Obviously, the Japanese problem in China and the increasing anti-Japanese activities by Canadians, including Chinese who quite often lived in proximity in British Columbia, dominated the Tairiku nippô in the 1930s. Many of the articles written by Japanese Canadians advocated Japan’s colonization of China, highlighting the former’s economic contribution to the latter. Many tried to understand their colonialism in terms of trusteeship. Such messages were sometimes sent out to non-Japanese Canadians in English. A series of articles reported comments made in English on the radio by a Japanese Canadian. The speaker stressed the benefits of the occupation, arguing “all Japan’s activities in Manchuria, providing (China) a billion-dollar investment, economic necessities, the military security, and national pride and dignity, have a legal basis in the 1915 treaty between Japan and China.” [70]

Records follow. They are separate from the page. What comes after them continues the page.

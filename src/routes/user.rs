use crate::die;
use crate::error::MirrorError;
use crate::store::issue;
use crate::sync::SyncService;

use actix_web::{web, HttpResponse};
use serde_json::json;

const VIEW_LIMIT: i64 = 20;

/// Per-user view: what they reported, what they are assigned to and where
/// they commented. Users only exist through the issues that mention them.
pub(crate) async fn user_view(path: web::Path<String>, service: web::Data<SyncService>) -> Result<HttpResponse, MirrorError> {
    let name = path.into_inner();

    let reported = issue::by_reporter(&service.db_pool, name.as_str(), VIEW_LIMIT).await?;
    let assigned = issue::by_assignee(&service.db_pool, name.as_str(), VIEW_LIMIT).await?;
    let comments = issue::comments_by_user(&service.db_pool, name.as_str(), VIEW_LIMIT).await?;

    if reported.is_empty() && assigned.is_empty() && comments.is_empty() {
        die!(NOT_FOUND, "No such user");
    }

    Ok(HttpResponse::Ok().json(json!({
        "name": name,
        "reported": reported,
        "assigned": assigned,
        "comments": comments
    })))
}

The anti-Japanese movement was not the only crisis the Japanese-Canadian élite faced in the 1930s. They were also concerned about unity among their own people. Japanese-Canadian society experienced a transformation, mainly due to the increase of the nisei who reached adolescence or adulthood and could form their own ideas. [71] Thus, the 1920s rivalry among Japanese Canadians between Buddhist traditionalists and Christian assimilationists was complicated by the emergence of the nisei as a political power. The issei Christian assimilationists, of course, urged the nisei to act as both Christians and Canadians, and thus stay away from Japanese issues.

The messages from the homeland élite in Tairiku nippô by the late 1930s were nothing more than propaganda. [72] A message sent from Minoru Tôgô, for example, went back to Emperor Tenmu’s expedition to the East, “two thousand sixty hundred four years ago,” and quoted the Emperor’s will to build the national spirit for its prosperity. [73] He continued by dwelling on the “ideal of the Japanese nation,” which would teach the world to “achieve equality, happiness and peace for all nations.” [74] And, the “Yamato race” simply possessed the “historic mission” to provide happiness for all people in Asia. [75]

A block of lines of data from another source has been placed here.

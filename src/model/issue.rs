use crate::model::adf;

use chrono::{DateTime, Duration, Utc};
use derive_more::Display;
use serde::Serialize;
use sqlx::{FromRow, Type};

/// The six project prefixes mirrored from the upstream tracker.
pub(crate) const PROJECTS: [&str; 6] = ["MC", "MCPE", "MCL", "REALMS", "WEB", "BDS"];

/// How long a synced issue counts as fresh for the read path.
pub(crate) const FRESHNESS_WINDOW_MINUTES: i64 = 5;

/// The canonical record merged from the three upstream views.
#[derive(FromRow, Display, Debug, Default, Serialize)]
#[display(fmt = "{}", key)]
pub(crate) struct Issue {
    pub(crate) key: String,
    pub(crate) summary: String,
    pub(crate) reporter_name: String,
    pub(crate) reporter_avatar: String,
    pub(crate) assignee_name: String,
    pub(crate) assignee_avatar: String,
    pub(crate) creator_name: String,
    pub(crate) creator_avatar: String,
    pub(crate) description: String,
    pub(crate) environment: String,
    pub(crate) labels: Vec<String>,
    pub(crate) created_date: Option<DateTime<Utc>>,
    pub(crate) updated_date: Option<DateTime<Utc>>,
    pub(crate) resolved_date: Option<DateTime<Utc>>,
    pub(crate) synced_date: Option<DateTime<Utc>>,
    pub(crate) status: String,
    pub(crate) confirmation_status: String,
    pub(crate) resolution: String,
    pub(crate) affected_versions: Vec<String>,
    pub(crate) fix_versions: Vec<String>,
    pub(crate) category: Vec<String>,
    pub(crate) components: Vec<String>,
    pub(crate) mojang_priority: String,
    pub(crate) area: String,
    pub(crate) platform: String,
    pub(crate) os_version: String,
    pub(crate) realms_platform: String,
    pub(crate) ado: String,
    pub(crate) votes: i32,
    pub(crate) legacy_votes: i32,
    pub(crate) comment_count: i32,
    pub(crate) duplicate_count: i32,

    #[sqlx(skip)]
    pub(crate) comments: Vec<Comment>,
    #[sqlx(skip)]
    pub(crate) links: Vec<IssueLink>,
    #[sqlx(skip)]
    pub(crate) attachments: Vec<Attachment>,

    pub(crate) state: IssueState,

    /// Set when the enrichment view was unavailable during the merge.
    /// Partial records may be displayed but are never persisted.
    #[sqlx(skip)]
    pub(crate) partial: bool
}

#[derive(FromRow, Debug, Default, Clone, Serialize)]
pub(crate) struct Comment {
    pub(crate) comment_id: i64,
    pub(crate) legacy_id: Option<String>,
    pub(crate) date: Option<DateTime<Utc>>,
    pub(crate) author_name: String,
    pub(crate) author_avatar: String,
    pub(crate) adf_comment: String
}

#[derive(FromRow, Debug, Default, Clone, Serialize)]
pub(crate) struct IssueLink {
    #[sqlx(rename = "type")]
    #[serde(rename = "type")]
    pub(crate) link_type: String,
    pub(crate) other_key: String,
    pub(crate) other_summary: String,
    pub(crate) other_status: String
}

#[derive(FromRow, Debug, Default, Clone, Serialize)]
pub(crate) struct Attachment {
    pub(crate) id: String,
    pub(crate) filename: String,
    pub(crate) author_name: String,
    pub(crate) author_avatar: String,
    pub(crate) created_date: Option<DateTime<Utc>>,
    pub(crate) size: i64,
    pub(crate) mime_type: String
}

#[derive(Type, Display, Debug, Default, Copy, Clone, Eq, PartialEq, Serialize)]
#[sqlx(type_name = "issue_state", rename_all = "lowercase")]
#[serde(rename_all = "lowercase")]
pub(crate) enum IssueState {
    #[default]
    #[display(fmt = "present")]
    Present,
    #[display(fmt = "removed")]
    Removed
}

impl Issue {
    /// Builds the denormalized search column: summary plus the plain text
    /// of the description, environment and all comments.
    pub(crate) fn search_text(&self) -> String {
        let mut text = self.summary.clone();

        for document in [self.description.as_str(), self.environment.as_str()] {
            let plain = adf::extract_plain_text(document);

            if !plain.is_empty() {
                text.push('\n');
                text.push_str(plain.as_str());
            }
        }

        for comment in &self.comments {
            let plain = adf::extract_plain_text(comment.adf_comment.as_str());

            if !plain.is_empty() {
                text.push('\n');
                text.push_str(plain.as_str());
            }
        }

        text
    }
}

/// True while the last persisted sync is recent enough that the pipeline
/// does not need to be re-entered for this key.
pub(crate) fn is_up_to_date(synced_date: Option<DateTime<Utc>>) -> bool {
    match synced_date {
        Some(synced) => synced > Utc::now() - Duration::minutes(FRESHNESS_WINDOW_MINUTES),
        None => false
    }
}

/// Returns the alphabetic project prefix of a key such as `MC-4`.
pub(crate) fn project_of(key: &str) -> &str {
    key.split('-').next().unwrap_or_default()
}

/// Splits a well-formed key into its known project prefix and number.
/// Returns `None` for malformed keys and unknown prefixes.
pub(crate) fn parse_key(key: &str) -> Option<(&str, u32)> {
    let (project, number) = key.split_once('-')?;

    if !PROJECTS.contains(&project) {
        return None;
    }

    let key_num = number.parse::<u32>().ok().filter(|n| *n > 0)?;
    Some((project, key_num))
}

/// The portal id the service desk API uses to disambiguate projects.
pub(crate) fn portal_id(project: &str) -> Option<i32> {
    match project {
        "MC" => Some(2),
        "MCPE" => Some(6),
        "MCL" => Some(7),
        "REALMS" => Some(9),
        "WEB" => Some(10),
        "BDS" => Some(4),
        _ => None
    }
}

/// Links of this type feed the denormalized duplicate count.
pub(crate) fn duplicate_count(links: &[IssueLink]) -> i32 {
    links.iter().filter(|link| link.link_type == "is duplicated by").count() as i32
}

/// Rank used for the priority sort key; lower sorts first, unknown last.
pub(crate) fn priority_rank(priority: &str) -> i32 {
    match priority {
        "Very Important" => 1,
        "Important" => 2,
        "Normal" => 3,
        "Low" => 4,
        _ => 5
    }
}

#[cfg(test)]
mod tests {
    use super::*;

    #[test]
    fn key_projection() {
        assert_eq!(parse_key("MC-1"), Some(("MC", 1)));
        assert_eq!(parse_key("REALMS-12345"), Some(("REALMS", 12345)));
        assert_eq!(project_of("MCPE-44"), "MCPE");
    }

    #[test]
    fn malformed_keys_are_rejected() {
        assert_eq!(parse_key("MC"), None);
        assert_eq!(parse_key("MC-"), None);
        assert_eq!(parse_key("MC-0"), None);
        assert_eq!(parse_key("MC-abc"), None);
        assert_eq!(parse_key("JIRA-1"), None);
    }

    #[test]
    fn portal_table() {
        assert_eq!(portal_id("MC"), Some(2));
        assert_eq!(portal_id("MCPE"), Some(6));
        assert_eq!(portal_id("MCL"), Some(7));
        assert_eq!(portal_id("REALMS"), Some(9));
        assert_eq!(portal_id("WEB"), Some(10));
        assert_eq!(portal_id("BDS"), Some(4));
        assert_eq!(portal_id("UNKNOWN"), None);
    }

    #[test]
    fn freshness_predicate() {
        assert!(!is_up_to_date(None));
        assert!(is_up_to_date(Some(Utc::now())));
        assert!(is_up_to_date(Some(Utc::now() - Duration::minutes(4))));
        assert!(!is_up_to_date(Some(Utc::now() - Duration::minutes(6))));
    }

    #[test]
    fn duplicate_count_only_counts_duplicated_by() {
        let links = vec![
            IssueLink { link_type: "is duplicated by".to_owned(), other_key: "MC-2".to_owned(), ..Default::default() },
            IssueLink { link_type: "is duplicated by".to_owned(), other_key: "MC-3".to_owned(), ..Default::default() },
            IssueLink { link_type: "relates to".to_owned(), other_key: "MC-4".to_owned(), ..Default::default() }
        ];

        assert_eq!(duplicate_count(&links), 2);
    }

    #[test]
    fn search_text_concatenates_all_documents() {
        let issue = Issue {
            key: "MC-1".to_owned(),
            summary: "Creeper explodes twice".to_owned(),
            description: r#"{"type":"doc","content":[{"type":"paragraph","content":[{"type":"text","text":"boom"}]}]}"#.to_owned(),
            comments: vec![Comment {
                adf_comment: r#"{"type":"doc","content":[{"type":"paragraph","content":[{"type":"text","text":"confirmed"}]}]}"#.to_owned(),
                ..Default::default()
            }],
            ..Default::default()
        };

        assert_eq!(issue.search_text(), "Creeper explodes twice\nboom\n\nconfirmed\n");
    }

    #[test]
    fn priority_ranks_are_ordered() {
        assert!(priority_rank("Very Important") < priority_rank("Important"));
        assert!(priority_rank("Important") < priority_rank("Normal"));
        assert!(priority_rank("Normal") < priority_rank("Low"));
        assert!(priority_rank("Low") < priority_rank(""));
    }
}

Consul Hirokichi Nemichi, as a formal representative of the Japanese government, made a number of speeches calling for Japanese Canadians’ cooperation and trying to boost national spirit among them. On New Year’s Day 1938, several months after the outbreak of the Sino-Japanese War, he sent a ritualistic message to Japanese Canadians through Tairiku nippô. He argued, “a total war with China” had started “for stability in East Asia.” And continued, “Unless Japan defeats the anti-Japanese Chinese force … neither peace in Japan nor happiness for four-million Chinese can be achieved.” [76] Thus, all Japanese, he insisted, “should be loyal to Japan” and “keep the Japanese spirit.” [77] On the second anniversary of the outbreak of the Sino-Japanese war, he noted how a “glorious tradition, kept for two thousand six hundred years, had built the distinctive moral values that Imperial Japan, as the best moral state in the world, maintained under successive Emperors, without defiling anyone or being defiled by anyone.” [78]

The President of the Canadian Japanese Association (CJA), Eikichi Kagetsu, also elaborated the myth of descent and the Emperor:

Our country is a nation-state, formed around the Emperor, which possesses a profound sense of nationhood. We must be united, abandon selfishness, be economical, respect God’s achievements and contribute to the advancement of the imperial power with a spirit of perseverance …. Since the Manchurian Incident, anti-Japanese sentiment has intensified. We, however, patiently resisted this sentiment against humanity, showing the real value of the Yamato race, by enlightening the white race, working hard, and never breaking the Canadian law. It has been a very difficult two years for the Japanese in Canada, overcoming all hardships. [79]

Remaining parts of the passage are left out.